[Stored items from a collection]
━━━
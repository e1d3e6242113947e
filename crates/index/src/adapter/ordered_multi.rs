use std::ops::Bound;
use std::sync::Arc;

use storage::{RowStore, Tuple, TupleAddress, TupleSchema};

use super::{IndexCore, IndexScan, ScanStart, TableIndex};
use crate::cursor::ScanCursor;
use crate::engine::OrderedEngine;
use crate::error::IndexResult;
use crate::key::KeyEncoder;
use crate::scheme::{IndexScheme, IndexStats};

/// Ordered multimap index: many rows per key, stored as one run of address
/// slots per key. Entries are (key, address) pairs, so deletes and replaces
/// never touch other rows sharing the key.
pub struct OrderedMultiMapIndex<E: OrderedEngine> {
    core: IndexCore,
    engine: E,
    cursor: ScanCursor,
    entries: usize,
}

impl<E: OrderedEngine> OrderedMultiMapIndex<E> {
    pub fn new(scheme: IndexScheme, encoder: KeyEncoder, rows: RowStore, engine: E) -> Self {
        Self {
            core: IndexCore::new(scheme, encoder, rows),
            engine,
            cursor: ScanCursor::new(),
            entries: 0,
        }
    }

    pub fn engine(&self) -> &E {
        &self.engine
    }

    /// Number of distinct keys.
    pub fn key_count(&self) -> usize {
        self.engine.key_count()
    }
}

impl<E: OrderedEngine> TableIndex for OrderedMultiMapIndex<E> {
    fn name(&self) -> &str {
        self.core.name()
    }

    fn type_name(&self) -> &'static str {
        "OrderedMultiMapIndex"
    }

    fn scheme(&self) -> &IndexScheme {
        &self.core.scheme
    }

    fn key_schema(&self) -> &Arc<TupleSchema> {
        self.core.encoder.key_schema()
    }

    fn stats(&self) -> IndexStats {
        self.core.counters.snapshot()
    }

    fn add_entry(&mut self, tuple: &Tuple) -> bool {
        let Some(address) = tuple.address() else {
            return false;
        };
        let key = self.core.row_key(tuple);
        if !self.engine.put_duplicate(&key, address) {
            return false;
        }
        self.entries += 1;
        self.core.counters.insert();
        true
    }

    fn delete_entry(&mut self, tuple: &Tuple) -> bool {
        let Some(address) = tuple.address() else {
            return false;
        };
        let key = self.core.row_key(tuple);
        if !self.engine.remove_value(&key, address) {
            return false;
        }
        self.entries -= 1;
        self.core.counters.delete();
        true
    }

    fn replace_entry(&mut self, old: &Tuple, new: &Tuple) -> bool {
        let old_key = self.core.row_key(old);
        let new_key = self.core.row_key(new);
        if old_key == new_key {
            return true;
        }

        let removed = old
            .address()
            .is_some_and(|address| self.engine.remove_value(&old_key, address));
        if removed {
            self.entries -= 1;
        }
        let inserted = new
            .address()
            .is_some_and(|address| self.engine.put_duplicate(&new_key, address));
        if inserted {
            self.entries += 1;
        }
        let replaced = removed && inserted;
        if replaced {
            self.core.counters.update();
        }
        replaced
    }

    fn set_entry_to_new_address(
        &mut self,
        tuple: &Tuple,
        new_address: TupleAddress,
        old_address: TupleAddress,
    ) -> bool {
        let key = self.core.row_key(tuple);
        let updated = self.engine.replace_value(&key, old_address, new_address);
        if updated {
            self.core.counters.update();
        }
        updated
    }

    fn check_for_index_change(&self, lhs: &Tuple, rhs: &Tuple) -> bool {
        self.core.keys_differ(lhs, rhs)
    }

    fn exists(&self, tuple: &Tuple) -> bool {
        self.core.counters.lookup();
        self.engine.contains(&self.core.row_key(tuple))
    }

    fn move_to_key(&mut self, key: &Tuple) -> bool {
        self.core.counters.lookup();
        match self.core.point_key(key) {
            Some(encoded) => self.core.position(&self.engine, &mut self.cursor, &encoded),
            None => {
                self.cursor.position_exhausted();
                false
            }
        }
    }

    fn move_to_tuple(&mut self, tuple: &Tuple) -> bool {
        self.core.counters.lookup();
        let key = self.core.row_key(tuple);
        self.core.position(&self.engine, &mut self.cursor, &key)
    }

    fn move_to_key_or_greater(&mut self, key: &Tuple) -> IndexResult<()> {
        self.core.counters.lookup();
        let bound = self.core.range_bound(key, true)?;
        self.cursor.position_at_bound(bound);
        Ok(())
    }

    fn move_to_greater_than_key(&mut self, key: &Tuple) -> IndexResult<()> {
        self.core.counters.lookup();
        let bound = self.core.range_bound(key, false)?;
        self.cursor.position_at_bound(bound);
        Ok(())
    }

    fn move_to_end(&mut self, forward: bool) -> IndexResult<()> {
        self.core.counters.lookup();
        if !forward {
            self.cursor.reset();
            return Err(self.core.reverse_scan());
        }
        self.cursor.position_at_bound(Some(Bound::Unbounded));
        Ok(())
    }

    /// Flat scan: drains the current key's run, then moves to the next key.
    fn next_value(&mut self) -> Option<Tuple> {
        self.core.next_row(&self.engine, &mut self.cursor)
    }

    /// Next duplicate at the current key; `None` once the run is drained.
    fn next_value_at_key(&mut self) -> Option<Tuple> {
        self.core.next_row_at_key(&mut self.cursor)
    }

    fn advance_to_next_key(&mut self) -> bool {
        self.cursor.advance_to_next_key(&self.engine)
    }

    fn size(&self) -> usize {
        self.entries
    }

    fn memory_estimate(&self) -> usize {
        self.engine.memory_consumption()
    }

    fn scan(&self, start: ScanStart<'_>) -> IndexResult<IndexScan<'_>> {
        self.core.open_scan(&self.engine, start)
    }
}
// Ultralytics 🚀 AGPL-3.0 License - https://ultralytics.com/license
//! 检测错误类型
//!
//! 每个错误对当前请求都是终止性的, 核心内部不重试

use thiserror::Error;

#[derive(Error, Debug)]
pub enum DetectError {
    /// 图片字节无效或无法解码
    #[error("failed to decode image: {0}")]
    Decode(String),

    /// 颜色空间/格式无法转换为 RGB
    #[error("unsupported image format: {0}")]
    UnsupportedFormat(String),

    /// 推理引擎拒绝输入或内部失败
    #[error("inference failed: {0}")]
    Inference(String),

    /// 模型输出长度与 (4 + nc) * candidates 不符
    #[error("model output shape mismatch: expected {expected} values, got {actual}")]
    ShapeMismatch { expected: usize, actual: usize },

    #[error("invalid configuration: {0}")]
    Config(String),

    #[error(transparent)]
    Io(#[from] std::io::Error),
}

impl From<image::ImageError> for DetectError {
    fn from(err: image::ImageError) -> Self {
        use image::error::{ImageFormatHint, UnsupportedErrorKind};

        match err {
            // 无法识别格式: 字节本身就不是图片
            image::ImageError::Unsupported(e)
                if matches!(e.kind(), UnsupportedErrorKind::Format(ImageFormatHint::Unknown)) =>
            {
                DetectError::Decode(e.to_string())
            }
            image::ImageError::Unsupported(e) => DetectError::UnsupportedFormat(e.to_string()),
            e => DetectError::Decode(e.to_string()),
        }
    }
}

impl DetectError {
    pub fn inference(msg: impl std::fmt::Display) -> Self {
        DetectError::Inference(msg.to_string())
    }
}

pub type Result<T, E = DetectError> = std::result::Result<T, E>;
// Ultralytics 🚀 AGPL-3.0 License - https://ultralytics.com/license
//
// 输入归一化: 任意尺寸图片 → [3, H, W] 平面 RGB 张量, 数值范围 [0, 1]

use image::GenericImageView;
use ndarray::Array3;
use tracing::debug;

use crate::error::{DetectError, Result};
use crate::models::ModelProfile;

/// 预处理结果
#[derive(Debug, Clone)]
pub struct NormalizedInput {
    /// [3, H, W], 先全部 R, 再 G, 再 B
    pub tensor: Array3<f32>,
    /// 原图宽度 (用于坐标还原)
    pub width: u32,
    /// 原图高度
    pub height: u32,
}

/// 解码图片字节并生成模型输入张量
pub fn normalize(buf: &[u8], profile: &ModelProfile) -> Result<NormalizedInput> {
    let img = image::load_from_memory(buf)?;
    let (width, height) = img.dimensions();
    if width == 0 || height == 0 {
        return Err(DetectError::Decode(format!(
            "image has no pixels ({}x{})",
            width, height
        )));
    }
    debug!(width, height, color = ?img.color(), "decoded image");

    // 去掉 alpha, 统一到 RGB8
    let rgb = img.to_rgb8();
    let resized = profile.resize.resize(&rgb, profile.width, profile.height);

    let tensor = planar(resized.as_raw(), profile.width, profile.height)?;
    Ok(NormalizedInput {
        tensor,
        width,
        height,
    })
}

/// 交错 RGBRGB... 字节 → 平面 RRR..GGG..BBB.. 并除以 255
fn planar(pixels: &[u8], width: u32, height: u32) -> Result<Array3<f32>> {
    let area = width as usize * height as usize;
    if pixels.len() != 3 * area {
        return Err(DetectError::UnsupportedFormat(format!(
            "expected {} RGB bytes, got {}",
            3 * area,
            pixels.len()
        )));
    }

    let mut data = vec![0.0f32; 3 * area];
    for (i, rgb) in pixels.chunks_exact(3).enumerate() {
        data[i] = rgb[0] as f32 / 255.0;
        data[area + i] = rgb[1] as f32 / 255.0;
        data[2 * area + i] = rgb[2] as f32 / 255.0;
    }

    Array3::from_shape_vec((3, height as usize, width as usize), data)
        .map_err(|e| DetectError::UnsupportedFormat(e.to_string()))
}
━━━
Work request —
Only the number is needed here: how many lines of the records contain "IndexResult"?

Exercise answer —
5